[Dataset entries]
——————
use axum::{
    extract::State,
    http::StatusCode,
    response::{IntoResponse, Response},
    Extension, Json,
};
use tracing::warn;

use crate::auth::AuthError;
use crate::state::{
    AppState, AuthContext, HealthResponse, JsonResult, LoginRequest, LoginResponse,
    RegisterRequest, RegisterResponse, SessionResponse,
};
use crate::utils::{json_error, json_error_response};

pub async fn auth_register(
    State(state): State<AppState>,
    Json(payload): Json<RegisterRequest>,
) -> Response {
    if !state.config.registration_enabled {
        return json_error_response(StatusCode::FORBIDDEN, "registration disabled");
    }

    match state.auth.create_user(&payload.username, &payload.password) {
        Ok(user) => (
            StatusCode::CREATED,
            Json(RegisterResponse {
                id: user.id,
                username: user.username,
            }),
        )
            .into_response(),
        Err(AuthError::UserExists) => {
            json_error_response(StatusCode::CONFLICT, "username already exists")
        }
        Err(err @ (AuthError::InvalidUsername | AuthError::InvalidPassword)) => {
            json_error_response(StatusCode::BAD_REQUEST, err.to_string())
        }
        Err(err) => {
            warn!("Registration failed: {}", err);
            json_error_response(
                StatusCode::INTERNAL_SERVER_ERROR,
                format!("auth error: {}", err),
            )
        }
    }
}

pub async fn auth_login(
    State(state): State<AppState>,
    Json(payload): Json<LoginRequest>,
) -> JsonResult<LoginResponse> {
    let user = match state
        .auth
        .authenticate(&payload.username, &payload.password)
    {
        Ok(Some(user)) => user,
        Ok(None) => return Err(json_error(StatusCode::UNAUTHORIZED, "invalid credentials")),
        Err(err) => {
            return Err(json_error(
                StatusCode::INTERNAL_SERVER_ERROR,
                format!("auth error: {}", err),
            ))
        }
    };

    let session = state.auth.create_session(&user.id).map_err(|err| {
        json_error(
            StatusCode::INTERNAL_SERVER_ERROR,
            format!("auth error: {}", err),
        )
    })?;

    Ok(Json(LoginResponse {
        token: session.token,
        username: user.username,
        expires_at: session.expires_at,
        token_type: "Bearer",
    }))
}

pub async fn auth_logout(
    State(state): State<AppState>,
    Extension(ctx): Extension<AuthContext>,
) -> Response {
    if let Err(err) = state.auth.revoke_session(&ctx.token) {
        return json_error_response(
            StatusCode::INTERNAL_SERVER_ERROR,
            format!("auth error: {}", err),
        );
    }
    Json(HealthResponse { status: "ok" }).into_response()
}

pub async fn auth_session(Extension(ctx): Extension<AuthContext>) -> Json<SessionResponse> {
    Json(SessionResponse {
        valid: true,
        username: ctx.user.username,
    })
}

#[cfg(test)]
mod tests {
    use std::sync::Arc;

    use axum::body::Body;
    use axum::http::{header, Request};
    use axum::Router;
    use serde_json::{json, Value};
    use tower::ServiceExt;

    use super::*;
    use crate::api::api_router;
    use crate::api::tests::{json_body, test_server};
    use crate::config::ServerConfig;

    async fn post_json(app: &Router, uri: &str, body: Value) -> Response {
        app.clone()
            .oneshot(
                Request::post(uri)
                    .header(header::CONTENT_TYPE, "application/json")
                    .body(Body::from(body.to_string()))
                    .unwrap(),
            )
            .await
            .unwrap()
    }

    #[tokio::test]
    async fn register_login_session_logout() {
        let server = test_server();
        let app = server.app;

        let response = post_json(
            &app,
            "/auth/register",
            json!({"username": "alice", "password": "pw"}),
        )
        .await;
        assert_eq!(response.status(), StatusCode::CREATED);

        let response = post_json(
            &app,
            "/auth/register",
            json!({"username": "ALICE", "password": "other"}),
        )
        .await;
        assert_eq!(response.status(), StatusCode::CONFLICT);

        let response = post_json(
            &app,
            "/auth/login",
            json!({"username": "alice", "password": "wrong"}),
        )
        .await;
        assert_eq!(response.status(), StatusCode::UNAUTHORIZED);

        let response = post_json(
            &app,
            "/auth/login",
            json!({"username": "alice", "password": "pw"}),
        )
        .await;
        assert_eq!(response.status(), StatusCode::OK);
        let body = json_body(response).await;
        assert_eq!(body["username"], "alice");
        assert_eq!(body["token_type"], "Bearer");
        let token = body["token"].as_str().unwrap().to_string();

        let response = app
            .clone()
            .oneshot(
                Request::get("/auth/session")
                    .header("X-Session-Token", token.as_str())
                    .body(Body::empty())
                    .unwrap(),
            )
            .await
            .unwrap();
        assert_eq!(response.status(), StatusCode::OK);
        assert_eq!(json_body(response).await["valid"], true);

        let response = app
            .clone()
            .oneshot(
                Request::post("/auth/logout")
                    .header(header::AUTHORIZATION, format!("Bearer {}", token))
                    .body(Body::empty())
                    .unwrap(),
            )
            .await
            .unwrap();
        assert_eq!(response.status(), StatusCode::OK);

        let response = app
            .oneshot(
                Request::get("/auth/session")
                    .header(header::AUTHORIZATION, format!("Bearer {}", token))
                    .body(Body::empty())
                    .unwrap(),
            )
            .await
            .unwrap();
        assert_eq!(response.status(), StatusCode::UNAUTHORIZED);
    }

    #[tokio::test]
    async fn register_rejects_empty_fields() {
        let server = test_server();
        let response = post_json(
            &server.app,
            "/auth/register",
            json!({"username": "", "password": "pw"}),
        )
        .await;
        assert_eq!(response.status(), StatusCode::BAD_REQUEST);
    }

    #[tokio::test]
    async fn register_can_be_disabled() {
        let mut server = test_server();
        server.state.config = Arc::new(ServerConfig {
            registration_enabled: false,
            ..ServerConfig::clone(&server.state.config)
        });
        let app = api_router(server.state.clone());
        let response = post_json(
            &app,
            "/auth/register",
            json!({"username": "alice", "password": "pw"}),
        )
        .await;
        assert_eq!(response.status(), StatusCode::FORBIDDEN);
    }
}
/// Inclusive byte span inside a file.
#[derive(Debug, Clone, Copy, PartialEq, Eq)]
pub struct ByteRange {
    pub start: u64,
    pub end: u64,
}

impl ByteRange {
    pub fn len(&self) -> u64 {
        self.end - self.start + 1
    }

    pub fn content_range(&self, size: u64) -> String {
        format!("bytes {}-{}/{}", self.start, self.end, size)
    }
}

#[derive(Debug, Clone, Copy, PartialEq, Eq)]
pub enum RangeError {
    /// Syntax the server does not accept: 400.
    Invalid,
    /// Well-formed but starts past the end of the file: 416.
    Unsatisfiable,
}

impl std::fmt::Display for RangeError {
    fn fmt(&self, f: &mut std::fmt::Formatter<'_>) -> std::fmt::Result {
        match self {
            RangeError::Invalid => write!(f, "malformed range header"),
            RangeError::Unsatisfiable => write!(f, "range not satisfiable"),
        }
    }
}

impl std::error::Error for RangeError {}

pub fn unsatisfiable_content_range(size: u64) -> String {
    format!("bytes */{}", size)
}

/// Parses a single `bytes=` range against a file of `size` bytes.
///
/// Accepts `start-end`, `start-` and the suffix form `-count`. An end past
/// EOF is clamped. Lists of ranges and `end < start` are rejected as invalid.
pub fn parse_range_header(value: &str, size: u64) -> Result<ByteRange, RangeError> {
    let spec = value
        .trim()
        .strip_prefix("bytes=")
        .ok_or(RangeError::Invalid)?
        .trim();
    if spec.contains(',') {
        return Err(RangeError::Invalid);
    }
    let (start_str, end_str) = spec.split_once('-').ok_or(RangeError::Invalid)?;
    let (start_str, end_str) = (start_str.trim(), end_str.trim());

    if start_str.is_empty() {
        let count = parse_number(end_str)?;
        if count == 0 || size == 0 {
            return Err(RangeError::Unsatisfiable);
        }
        return Ok(ByteRange {
            start: size.saturating_sub(count),
            end: size - 1,
        });
    }

    let start = parse_number(start_str)?;
    let end = if end_str.is_empty() {
        None
    } else {
        Some(parse_number(end_str)?)
    };
    if let Some(end) = end {
        if end < start {
            return Err(RangeError::Invalid);
        }
    }
    if start >= size {
        return Err(RangeError::Unsatisfiable);
    }

    let last = size - 1;
    Ok(ByteRange {
        start,
        end: end.map_or(last, |end| end.min(last)),
    })
}

fn parse_number(value: &str) -> Result<u64, RangeError> {
    if value.is_empty() || !value.bytes().all(|b| b.is_ascii_digit()) {
        return Err(RangeError::Invalid);
    }
    value.parse().map_err(|_| RangeError::Invalid)
}
use std::path::{Path, PathBuf};
use std::sync::Arc;

use parking_lot::{Mutex, MutexGuard};
use redb::{CommitError, DatabaseError, StorageError, TableError, TransactionError};
use serde::{Deserialize, Serialize};
use tracing::{info, warn};

pub mod classify;
pub mod index;
pub mod store;

pub use index::{index_media, IndexError, IndexOptions, IndexReport};
pub use store::{CatalogStats, CatalogStore, DriveStats};

/// What a refresh does when the walk finds nothing.
#[derive(Clone, Copy, Debug, Default, PartialEq, Eq, Serialize, Deserialize)]
#[serde(rename_all = "snake_case")]
pub enum EmptyIndexPolicy {
    /// Commit the empty result, emptying the catalog.
    #[default]
    Replace,
    /// Refuse to replace a non-empty catalog with nothing.
    Keep,
}

#[derive(Clone, Debug, Serialize)]
pub struct RefreshSummary {
    pub stats: CatalogStats,
    pub files_seen: usize,
    pub skipped_entries: usize,
}

/// Walks the media root and swaps the result into the store. Only one
/// refresh runs at a time per `Catalog` (clones share the guard).
#[derive(Clone)]
pub struct Catalog {
    root: PathBuf,
    options: IndexOptions,
    policy: EmptyIndexPolicy,
    store: CatalogStore,
    refresh_lock: Arc<Mutex<()>>,
}

impl Catalog {
    pub fn new(
        root: PathBuf,
        store: CatalogStore,
        options: IndexOptions,
        policy: EmptyIndexPolicy,
    ) -> Self {
        Self {
            root,
            options,
            policy,
            store,
            refresh_lock: Arc::new(Mutex::new(())),
        }
    }

    pub fn root(&self) -> &Path {
        &self.root
    }

    pub fn virtual_prefix(&self) -> &str {
        &self.options.virtual_prefix
    }

    pub fn store(&self) -> &CatalogStore {
        &self.store
    }

    pub fn is_refreshing(&self) -> bool {
        self.refresh_lock.is_locked()
    }

    /// Takes the refresh guard without walking. Refreshes are rejected until
    /// the guard drops; `None` when one is already running.
    pub fn pause_refreshes(&self) -> Option<MutexGuard<'_, ()>> {
        self.refresh_lock.try_lock()
    }

    /// Blocking; call from `spawn_blocking` in async code.
    pub fn refresh(&self) -> Result<RefreshSummary, CatalogError> {
        self.refresh_with(|| {})
    }

    /// Like `refresh`, calling `on_start` once the refresh guard is held.
    /// `on_start` never runs for a rejected concurrent refresh.
    pub fn refresh_with<F: FnOnce()>(&self, on_start: F) -> Result<RefreshSummary, CatalogError> {
        let _guard = self
            .refresh_lock
            .try_lock()
            .ok_or(CatalogError::RefreshInProgress)?;
        on_start();

        info!("Refreshing catalog from {:?}", self.root);
        let report = index_media(&self.root, &self.options)?;

        if report.records.is_empty() {
            if !report.root_readable {
                warn!("Media root {:?} could not be read; index is empty", self.root);
            }
            if self.policy == EmptyIndexPolicy::Keep && !self.store.is_empty()? {
                warn!("Empty index rejected; keeping the existing catalog");
                return Err(CatalogError::EmptyIndex);
            }
        }

        let stats = self.store.replace_all(&report.records)?;
        Ok(RefreshSummary {
            stats,
            files_seen: report.files_seen,
            skipped_entries: report.skipped_entries,
        })
    }
}

#[derive(Debug)]
pub enum CatalogError {
    Io(std::io::Error),
    Redb(redb::Error),
    Bincode(Box<bincode::ErrorKind>),
    Index(IndexError),
    DuplicatePath(String),
    DetailsMismatch(String),
    RefreshInProgress,
    EmptyIndex,
}

impl std::fmt::Display for CatalogError {
    fn fmt(&self, f: &mut std::fmt::Formatter<'_>) -> std::fmt::Result {
        match self {
            CatalogError::Io(err) => write!(f, "io error: {}", err),
            CatalogError::Redb(err) => write!(f, "db error: {}", err),
            CatalogError::Bincode(err) => write!(f, "bincode error: {}", err),
            CatalogError::Index(err) => write!(f, "{}", err),
            CatalogError::DuplicatePath(path) => write!(f, "duplicate file path: {}", path),
            CatalogError::DetailsMismatch(path) => {
                write!(f, "details do not match media kind: {}", path)
            }
            CatalogError::RefreshInProgress => write!(f, "a catalog refresh is already running"),
            CatalogError::EmptyIndex => {
                write!(f, "media walk found nothing; existing catalog kept")
            }
        }
    }
}

impl std::error::Error for CatalogError {}

impl From<std::io::Error> for CatalogError {
    fn from(err: std::io::Error) -> Self {
        CatalogError::Io(err)
    }
}

impl From<IndexError> for CatalogError {
    fn from(err: IndexError) -> Self {
        CatalogError::Index(err)
    }
}

impl From<redb::Error> for CatalogError {
    fn from(err: redb::Error) -> Self {
        CatalogError::Redb(err)
    }
}

impl From<DatabaseError> for CatalogError {
    fn from(err: DatabaseError) -> Self {
        CatalogError::Redb(err.into())
    }
}

impl From<TableError> for CatalogError {
    fn from(err: TableError) -> Self {
        CatalogError::Redb(err.into())
    }
}

impl From<TransactionError> for CatalogError {
    fn from(err: TransactionError) -> Self {
        CatalogError::Redb(err.into())
    }
}

impl From<StorageError> for CatalogError {
    fn from(err: StorageError) -> Self {
        CatalogError::Redb(err.into())
    }
}

impl From<CommitError> for CatalogError {
    fn from(err: CommitError) -> Self {
        CatalogError::Redb(err.into())
    }
}

impl From<Box<bincode::ErrorKind>> for CatalogError {
    fn from(err: Box<bincode::ErrorKind>) -> Self {
        CatalogError::Bincode(err)
    }
}
use std::time::{SystemTime, UNIX_EPOCH};

use axum::http::StatusCode;
use axum::response::{IntoResponse, Response};
use axum::Json;

use crate::state::ErrorResponse;

pub fn json_error(
    status: StatusCode,
    message: impl Into<String>,
) -> (StatusCode, Json<ErrorResponse>) {
    (
        status,
        Json(ErrorResponse {
            error: message.into(),
        }),
    )
}

pub fn json_error_response(status: StatusCode, message: impl Into<String>) -> Response {
    json_error(status, message).into_response()
}

pub fn now_secs() -> u64 {
    SystemTime::now()
        .duration_since(UNIX_EPOCH)
        .map(|value| value.as_secs())
        .unwrap_or(0)
}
——————
[PROBLEM TO WORK ON]
Of the lines above, count those containing the word "TableError", and give the number by itself.

[SOLUTION TO THIS PROBLEM]
3